Vendredi 4 décembre 2015 14:00 - Duree : 1 heure
Lieu : LAPM, Institut Jean Roget, Salle de Conférence du 5ème Etage, Faculté de Médecine-Pharmacie, Domaine de la Merci, La Tronche

Orateur : Patricia RENESTO (CNRS UMR 5163 – Joseph Fourier University)

Archaea comprise three major phyla Euryarchaeota, Crenarcheaota and Thaumarchaeota that exhibit some critical differences in major molecular mechanisms, such as DNA replication and cell division. Thus, Euryarchaeota and Thaumarchaeota division employs a bacterial-like FtsZ, apparatus whereas for Crenarchaeota, where FtsZ is lacking, cytokinesis relies on a newly discovered Cdv (for Cell division) machinery. Importantly, two of the three Cdv proteins, CdvB and CdvC are homologous of eukaryotic proteins belonging to the “endosomal sorting complex required for transport” (ESCRT) machinery, which catalyzes vesicle budding during endosomal protein sorting, budding of some enveloped viruses and cytokinesis. CdvB is a homologue of ESCRT-III, implicated in membrane fission and CdvC is a homologue of the AAAtype ATPase Vps4, required for ESCRT-III disassembly. The third member of the Cdv cluster, namely CdvA, is only present in Archaea. Several data reinforce the concept that archaeal Cdv proteins are closely related to the eukaryotic ESCRT-III counterparts.

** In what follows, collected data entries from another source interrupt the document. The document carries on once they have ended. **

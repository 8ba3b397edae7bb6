//! Thin adapters over the remote completion and transcription capabilities.
//!
//! Both adapters make a single blocking-per-action attempt with no retry and
//! surface failures as tagged errors. Deciding what a failure means for the
//! run (fold into displayable text, or abort) is the pipeline's call, not the
//! adapter's.

pub mod openai;
pub mod whisper;

use async_trait::async_trait;
use reqwest::Client;
use shared::chat::ChatMessage;
use std::path::{Path, PathBuf};
use std::sync::LazyLock;
use std::time::Duration;

pub use openai::OpenAIClient;
pub use whisper::WhisperClient;

pub(crate) static SHARED_HTTP: LazyLock<Client> = LazyLock::new(|| {
    Client::builder()
        .timeout(Duration::from_secs(120))
        .pool_max_idle_per_host(2)
        .build()
        .expect("failed to build HTTP client")
});

pub const DEFAULT_BASE_URL: &str = "https://api.openai.com";

#[derive(Debug, thiserror::Error)]
pub enum CompletionError {
    #[error("request failed: {0}")]
    Transport(#[from] reqwest::Error),

    #[error("completion endpoint returned {status}: {detail}")]
    Api {
        status: reqwest::StatusCode,
        detail: String,
    },

    #[error("completion response contained no choices")]
    EmptyResponse,
}

#[derive(Debug, thiserror::Error)]
pub enum TranscriptionError {
    #[error("could not read audio file {path:?}: {source}")]
    Io {
        path: PathBuf,
        #[source]
        source: std::io::Error,
    },

    #[error("request failed: {0}")]
    Transport(#[from] reqwest::Error),

    #[error("transcription endpoint returned {status}: {detail}")]
    Api {
        status: reqwest::StatusCode,
        detail: String,
    },
}

/// Remote text-completion capability.
#[async_trait]
pub trait CompletionApi: Send + Sync {
    async fn complete(
        &self,
        messages: &[ChatMessage],
        temperature: f32,
    ) -> Result<String, CompletionError>;
}

/// Remote speech-to-text capability over a local audio file.
#[async_trait]
pub trait TranscriptionApi: Send + Sync {
    async fn transcribe(&self, audio_path: &Path) -> Result<String, TranscriptionError>;
}

/// Trim an error body to something worth showing inline.
pub(crate) fn truncate_detail(body: &str) -> String {
    body.chars().take(800).collect()
}
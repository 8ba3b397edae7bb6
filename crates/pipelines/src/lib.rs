//! The request dispatch and persistence pipeline.
//!
//! All five modes run the same state machine: validate the form input,
//! dispatch a role-structured prompt to the completion endpoint, persist the
//! result as an artifact, and append one history record. The per-mode
//! differences (system instruction, input fields, default filename, persist
//! policy) live in a [`spec::ModeSpec`] configuration record rather than in
//! five copies of the flow.

pub mod executor;
pub mod spec;

pub use executor::{
    run_text_pipeline, run_voice_pipeline, PipelineError, RunReport, TextRequest, VoiceRequest,
    WARNING_MARKER,
};
pub use spec::{text_mode_spec, FieldSpec, ModeSpec, PersistPolicy};
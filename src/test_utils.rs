//! Shared fixtures for store and façade tests.

use std::sync::{
    Arc,
    atomic::{AtomicBool, Ordering},
};

use time::Date;

use crate::{
    config::LedgerConfig,
    error::Error,
    ledger::Ledger,
    record::{RecordDraft, TransactionKind, TransactionRecord},
    storage::{MemoryStorage, StorageBackend},
    tenant::{SessionTenant, TenantId},
};

/// A ledger over in-memory storage with tenant "acme" active, plus the
/// session handle for switching tenants mid-test.
pub fn get_test_ledger() -> (Ledger<MemoryStorage, SessionTenant>, SessionTenant) {
    let session = SessionTenant::with_active(TenantId::new("acme"));
    let ledger = Ledger::new(
        MemoryStorage::new(),
        session.clone(),
        LedgerConfig::default(),
    );

    (ledger, session)
}

/// An income draft with the given id, date, and amount.
pub fn draft(id: &str, date: Date, amount_cents: i64) -> RecordDraft {
    TransactionRecord::draft(id, TransactionKind::Income, date, amount_cents)
}

/// A storage backend whose writes can be made to fail on demand, for
/// exercising the persistence-failure contract.
#[derive(Debug, Clone, Default)]
pub struct FlakyStorage {
    inner: MemoryStorage,
    failing: Arc<AtomicBool>,
}

impl FlakyStorage {
    pub fn new() -> Self {
        Self::default()
    }

    pub fn fail_writes(&self, failing: bool) {
        self.failing.store(failing, Ordering::SeqCst);
    }
}

impl StorageBackend for FlakyStorage {
    fn get(&self, key: &str) -> Result<Option<String>, Error> {
        self.inner.get(key)
    }

    fn set(&self, key: &str, value: &str) -> Result<(), Error> {
        if self.failing.load(Ordering::SeqCst) {
            return Err(Error::Persistence("quota exceeded".to_owned()));
        }

        self.inner.set(key, value)
    }
}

Using Metallospherae sedula as model, our goal was to characterize the archaeal Cdv proteins. We evidenced for the first time that CdvA forms polymers in association with DNA, similar to known bacterial DNA partitioning proteins. We also observed that, in contrast to full-lengh CdvB that was purified as a monodisperse protein, the C-terminally deleted CdvB construct forms filamentous polymers, a phenomenon previously observed with eukaryotic ESCRT-III proteins. Finally, we solved a crystal structure for ring-shaped Vps4 from Metallosphera sedula refined to 3.6 Å resolution and which forms an asymmetric pseudohexamer, i.e. a trimer of dimers with three different inter-subunit interfaces. Conserved key residues within the different interfaces are shown to be important for MsVps4 assembly, ATPase activity in vitro, ESCRT-III disassembly in vitro and HIV-1 budding in vivo. This work on archaeal proteins thus offered the opportunity to determine the first X-ray structure of the oligomeric form of a Vps4-like protein and provides insight into the molecular motions the ringstructure undergoes in a concerted action to couple ATP hydrolysis to ESCRT-III substrate disassembly.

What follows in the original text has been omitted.